An unexpected drop in consumer confidence has laid investors low. Stocks fell sharply after the Conference Board said its Consumer Confidence Index slipped to 114.3 in August from July's 116.3.
Economists had thought the index would improve for the month, pointing to government tax rebates, lower energy costs, housing-sector strength and interest-rate weakness. But softness in the job market was apparently enough to trump all the positives.
Those surveyed saw a sharp deterioration in current economic conditions. Those saying jobs are hard to come by climbed to 15.9% of the sample from 14.1% -- the biggest jump this year. The portion of those who believe jobs are plentiful slipped to 33.4% from 35.6%.
"The negative weight on sentiment here is the eroding job market," says Morgan Stanley senior economist Bill Sullivan. "We run the risk that households become more cautious and cut back on spending."
Throughout the downturn consumer spending has held up well, helping mitigate the effects of a deep recession in manufacturing and preventing the overall economy from slipping into the red. This has been surprising for many economists. Unemployment went from 3.9% last October to 4.5% in July; in the past such a large rise has inevitably led to recession.
That consumers haven't retrenched has bolstered the argument for the economy getting back on track by the end of the year. This has been especially true given recent reports showing the manufacturing economy beginning to stabilize. Industrial production, for instance, was flat in July, ending 10 months of declines, and in many areas of manufacturing inventories appear to have been brought in line. But if consumers pull their heads in, manufacturing's toehold on recovery could fall away. The many investors who are banking on a rebound by the end of the year could be sorely disappointed.
"The stock market is hopeful that economic activity has reached a bottom," says J.P. Morgan Chase chief market analyst Don Fine. "The number this morning suggests that may not have happened."
But Salomon Smith Barney economist Chris Wiegand points out that there were competing reports this morning that suggested the consumer isn't going away just yet. The chain store sales index put out by Bank of Tokyo-Mitsubishi and the Redbook retail average both put on gains for the week ended Aug. 25. That suggests that regardless of how they feel, people are still plunking down their money at stores.
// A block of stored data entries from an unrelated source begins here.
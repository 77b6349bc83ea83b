//! Reproduction step
//!
//! Bundles the three operators with the crossover and mutation rates, and
//! turns two selected parents into two offspring.

use rand::Rng;

use crate::chromosome::chromosome::Chromosome;
use crate::chromosome::traits::Encoding;
use crate::error::{GeneticError, GeneticResult};
use crate::operators::traits::{ChromosomePair, CrossoverPolicy, MutationPolicy};

/// Operators and rates used to breed a generation
#[derive(Clone, Debug)]
pub struct Reproduction<C, M, S> {
    crossover: C,
    mutation: M,
    selection: S,
    crossover_rate: f64,
    mutation_rate: f64,
}

impl<C, M, S> Reproduction<C, M, S> {
    /// Create a reproduction step; both rates must lie in [0, 1]
    pub fn new(
        crossover: C,
        mutation: M,
        selection: S,
        crossover_rate: f64,
        mutation_rate: f64,
    ) -> GeneticResult<Self> {
        Ok(Self {
            crossover,
            mutation,
            selection,
            crossover_rate: GeneticError::check_rate("crossover rate", crossover_rate)?,
            mutation_rate: GeneticError::check_rate("mutation rate", mutation_rate)?,
        })
    }

    /// Get the crossover operator
    pub fn crossover(&self) -> &C {
        &self.crossover
    }

    /// Get the mutation operator
    pub fn mutation(&self) -> &M {
        &self.mutation
    }

    /// Get the selection operator
    pub fn selection(&self) -> &S {
        &self.selection
    }

    /// Probability that a pair of parents is recombined
    pub fn crossover_rate(&self) -> f64 {
        self.crossover_rate
    }

    /// Probability that each child is mutated
    pub fn mutation_rate(&self) -> f64 {
        self.mutation_rate
    }

    /// Breed two offspring from two parents
    ///
    /// The parents are recombined with probability `crossover_rate` (copied
    /// otherwise), then each child is mutated independently with probability
    /// `mutation_rate`.
    pub fn offspring<E, R>(
        &self,
        first: &Chromosome<E>,
        second: &Chromosome<E>,
        rng: &mut R,
    ) -> GeneticResult<ChromosomePair<E>>
    where
        E: Encoding,
        C: CrossoverPolicy<E>,
        M: MutationPolicy<E>,
        R: Rng,
    {
        let (child1, child2) = if rng.gen::<f64>() < self.crossover_rate {
            self.crossover.mate(first, second, rng)?
        } else {
            (first.clone(), second.clone())
        };

        Ok((self.maybe_mutate(child1, rng)?, self.maybe_mutate(child2, rng)?))
    }

    fn maybe_mutate<E, R>(&self, child: Chromosome<E>, rng: &mut R) -> GeneticResult<Chromosome<E>>
    where
        E: Encoding,
        M: MutationPolicy<E>,
        R: Rng,
    {
        if rng.gen::<f64>() < self.mutation_rate {
            self.mutation.mutate(&child, self.mutation_rate, rng)
        } else {
            Ok(child)
        }
    }
}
Wiegand also notes that since the employment situation is such a big part of it, the drop in the confidence index may not augur further deterioration in the economy. Because companies continue to be cautious going into a recovery, unemployment tends to rise even when the economy rebounds. Yet Wiegand does admit that, with economic growth teetering on the flatline, if unemployment rises sharply in the coming months, all recovery bets are off.